Content warnings: Racism, Spiders, Bad Words
Anxiety disorders suck. They really suck. Maybe you’re skeptical when I say that, but it’s true: They’re the pits.
Social anxiety is kind of my anxiety’s specialty. Like, if my anxiety went to college, that would have been its major. It minored in spiders.

If you’ve read any of the literature, you’ll know that social anxiety is rooted in the fear of judgment. Maybe that’s even true. You’ll also know that the mind tends to run through all of the possible negative outcomes of any given situation, essentially convincing itself that such outcomes are probable or even inevitable as opposed to just conceivable. Maybe that’s also true.

I don’t know that I experience it quite like that, though. I mean, sometimes, sure, my brain worries about what could go wrong, but for the most part, I just experience this blind, irrational panic. It doesn’t really tell me that striking up a conversation with that stranger over there will lead to a humiliating incident. It just screams at me, in all caps, that FOR THE LOVE OF GOD, DON’T, DON’T, DON’T STRIKE UP A CONVERSATION WITH THAT STRANGER OVER THERE!

Seriously, my brain can go fuck itself.

To someone who doesn’t deal with this sort of thing, it can probably seem downright silly.
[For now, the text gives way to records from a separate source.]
use serde::{Deserialize, Serialize};

use super::sdp_type::RTCSdpType;
use crate::error::{Error, Result};

/// Initializer for [`RTCSessionDescription`], as accepted by
/// `set_local_description`/`set_remote_description`.
///
/// A missing `sdp` deserializes to the empty string.
#[derive(Default, Debug, Clone, PartialEq, Eq, Serialize, Deserialize)]
pub struct RTCSessionDescriptionInit {
    #[serde(rename = "type")]
    pub sdp_type: RTCSdpType,

    #[serde(default)]
    pub sdp: String,
}

impl RTCSessionDescriptionInit {
    pub fn rollback() -> Self {
        RTCSessionDescriptionInit {
            sdp_type: RTCSdpType::Rollback,
            sdp: String::new(),
        }
    }
}

/// SessionDescription is an immutable snapshot of a local or remote session
/// description. Every read of a description property produces a new one.
///
/// ## Specifications
///
/// * [W3C]
///
/// [W3C]: https://w3c.github.io/webrtc-pc/#rtcsessiondescription-class
#[derive(Debug, Clone, PartialEq, Eq, Serialize, Deserialize)]
pub struct RTCSessionDescription {
    #[serde(rename = "type")]
    sdp_type: RTCSdpType,

    sdp: String,
}

impl RTCSessionDescription {
    /// Copies the initializer. Fails with a TypeError when no type was given.
    pub fn new(init: RTCSessionDescriptionInit) -> Result<Self> {
        if init.sdp_type == RTCSdpType::Unspecified {
            return Err(Error::ErrSDPTypeInvalidValue(init.sdp_type.to_string()));
        }
        Ok(RTCSessionDescription {
            sdp_type: init.sdp_type,
            sdp: init.sdp,
        })
    }

    /// Given SDP representing an offer, wrap it in an RTCSessionDescription.
    pub fn offer(sdp: String) -> Self {
        RTCSessionDescription {
            sdp_type: RTCSdpType::Offer,
            sdp,
        }
    }

    /// Given SDP representing an answer, wrap it in an RTCSessionDescription.
    pub fn answer(sdp: String) -> Self {
        RTCSessionDescription {
            sdp_type: RTCSdpType::Answer,
            sdp,
        }
    }

    /// Given SDP representing a provisional answer, wrap it in an RTCSessionDescription.
    pub fn pranswer(sdp: String) -> Self {
        RTCSessionDescription {
            sdp_type: RTCSdpType::Pranswer,
            sdp,
        }
    }

    pub fn sdp_type(&self) -> RTCSdpType {
        self.sdp_type
    }

    pub fn sdp(&self) -> &str {
        &self.sdp
    }

    /// has_ice_option reports whether an `a=ice-options` line of the
    /// description lists `option`.
    pub fn has_ice_option(&self, option: &str) -> bool {
        self.sdp
            .lines()
            .filter_map(|line| line.trim_end().strip_prefix("a=ice-options:"))
            .flat_map(str::split_whitespace)
            .any(|token| token == option)
    }

    /// to_json returns the `{sdp, type}` initializer this description was built from.
    pub fn to_json(&self) -> RTCSessionDescriptionInit {
        RTCSessionDescriptionInit {
            sdp_type: self.sdp_type,
            sdp: self.sdp.clone(),
        }
    }
}

impl From<RTCSessionDescription> for RTCSessionDescriptionInit {
    fn from(desc: RTCSessionDescription) -> Self {
        RTCSessionDescriptionInit {
            sdp_type: desc.sdp_type,
            sdp: desc.sdp,
        }
    }
}

impl From<&RTCSessionDescription> for RTCSessionDescriptionInit {
    fn from(desc: &RTCSessionDescription) -> Self {
        desc.to_json()
    }
}
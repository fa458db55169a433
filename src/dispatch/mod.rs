
use std::fmt;
use std::sync::atomic::Ordering;
use std::sync::{Arc, Mutex, PoisonError};
use std::thread;

use portable_atomic::AtomicUsize;
use tokio::sync::mpsc;
use waitgroup::WaitGroup;

use crate::callback::managed;
use crate::error::{Error, Result};

/// Task is a unit of work run on the dispatch thread.
pub type Task = Box<dyn FnOnce() + Send + 'static>;

lazy_static! {
    static ref GLOBAL_DISPATCHER: Arc<Dispatcher> = Dispatcher::new("rtc-dispatch");
}

/// Dispatcher is the single logical thread on which events are delivered and
/// legacy callbacks run. Tasks run one at a time, in the order they were
/// posted, each to completion before the next starts. A task that panics is
/// logged and does not take the thread down.
pub struct Dispatcher {
    name: String,
    length: Arc<AtomicUsize>,
    tasks_tx: Mutex<Option<mpsc::UnboundedSender<Task>>>,
}

impl fmt::Debug for Dispatcher {
    fn fmt(&self, f: &mut fmt::Formatter<'_>) -> fmt::Result {
        f.debug_struct("Dispatcher")
            .field("name", &self.name)
            .field("length", &self.len())
            .finish()
    }
}

impl Dispatcher {
    /// Starts a dispatch thread for an isolated execution context.
    pub fn new(name: &str) -> Arc<Self> {
        let length = Arc::new(AtomicUsize::new(0));
        let (tasks_tx, tasks_rx) = mpsc::unbounded_channel();

        let l = Arc::clone(&length);
        let thread_name = name.to_owned();
        let spawned = thread::Builder::new()
            .name(thread_name.clone())
            .spawn(move || Dispatcher::start(thread_name, l, tasks_rx));
        let tasks_tx = match spawned {
            Ok(_) => Some(tasks_tx),
            Err(err) => {
                log::error!("failed to spawn dispatch thread {name}: {err}");
                None
            }
        };

        Arc::new(Dispatcher {
            name: name.to_owned(),
            length,
            tasks_tx: Mutex::new(tasks_tx),
        })
    }

    /// The process-wide dispatch context.
    pub fn global() -> Arc<Self> {
        Arc::clone(&GLOBAL_DISPATCHER)
    }

    pub fn name(&self) -> &str {
        &self.name
    }

    /// post queues `task` behind everything already posted. It never runs
    /// `task` inline, even when called from the dispatch thread itself.
    pub fn post(&self, task: impl FnOnce() + Send + 'static) -> Result<()> {
        let tasks_tx = self.tasks_tx.lock().unwrap_or_else(PoisonError::into_inner);
        let Some(tasks_tx) = tasks_tx.as_ref() else {
            return Err(Error::ErrDispatcherClosed);
        };

        self.length.fetch_add(1, Ordering::SeqCst);
        if let Err(err) = tasks_tx.send(Box::new(task)) {
            self.length.fetch_sub(1, Ordering::SeqCst);
            return Err(err.into());
        }

        Ok(())
    }

    /// len returns the number of tasks waiting to run
    pub fn len(&self) -> usize {
        self.length.load(Ordering::SeqCst)
    }

    /// is_empty checks if there are tasks in the queue
    pub fn is_empty(&self) -> bool {
        self.len() == 0
    }

    /// done waits until every task posted before the call has run.
    pub async fn done(&self) {
        let wg = WaitGroup::new();
        let w = wg.worker();
        if self
            .post(move || {
                drop(w);
            })
            .is_err()
        {
            return;
        }
        wg.wait().await;
    }

    /// close stops accepting tasks. Tasks already queued still run.
    pub fn close(&self) {
        let mut tasks_tx = self.tasks_tx.lock().unwrap_or_else(PoisonError::into_inner);
        tasks_tx.take();
    }

    fn start(name: String, length: Arc<AtomicUsize>, mut tasks_rx: mpsc::UnboundedReceiver<Task>) {
        log::trace!("dispatch thread {name} started");
        while let Some(task) = tasks_rx.blocking_recv() {
            length.fetch_sub(1, Ordering::SeqCst);
            managed(&name, task);
        }
        log::trace!("dispatch thread {name} exited");
    }
}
Such a person—with their remarkable, non-fucked-up, human brain—might be tempted to tell the anxietee to just get over it. Buck up. Stop making a big deal of it.

Let me tell you …
Bucking up does jack shit.

Have you ever seen a jack shit? It doesn’t help.

I don’t really have any advice for dealing with anxiety. If I did, I probably wouldn’t be here writing about my terrifically fucked-up human brain. But, maybe I have a framework that will help the terminally non-anxious empathize with the struggle. Because, everyone has some kind of irrational fear. Yours might be spiders. Or airplanes. Or immigrants.

Whatever it is, there’s something out there that freaks you right the fuck out.
And, as scary as spiders are, they’re typically harmless unless you’re a bug.

Even the bites of the so-called dangerous spiders—like widows and recluses—are rarely fatal. Whatever threats they do pose, are generally minimized by the administration of antivenins, though I would be remiss if I failed to mention that the venom of the Brazilian wandering spider can result in priapism. Priapism, named after the Greek god Priapus—whose giant, wooden erection is quite literally the stuff of legend—is the medical term for that condition long warned of in Cialis advertisements: a prolonged, painful erection.

So, spider bites: usually not a big deal, bad-to-the-boners notwithstanding.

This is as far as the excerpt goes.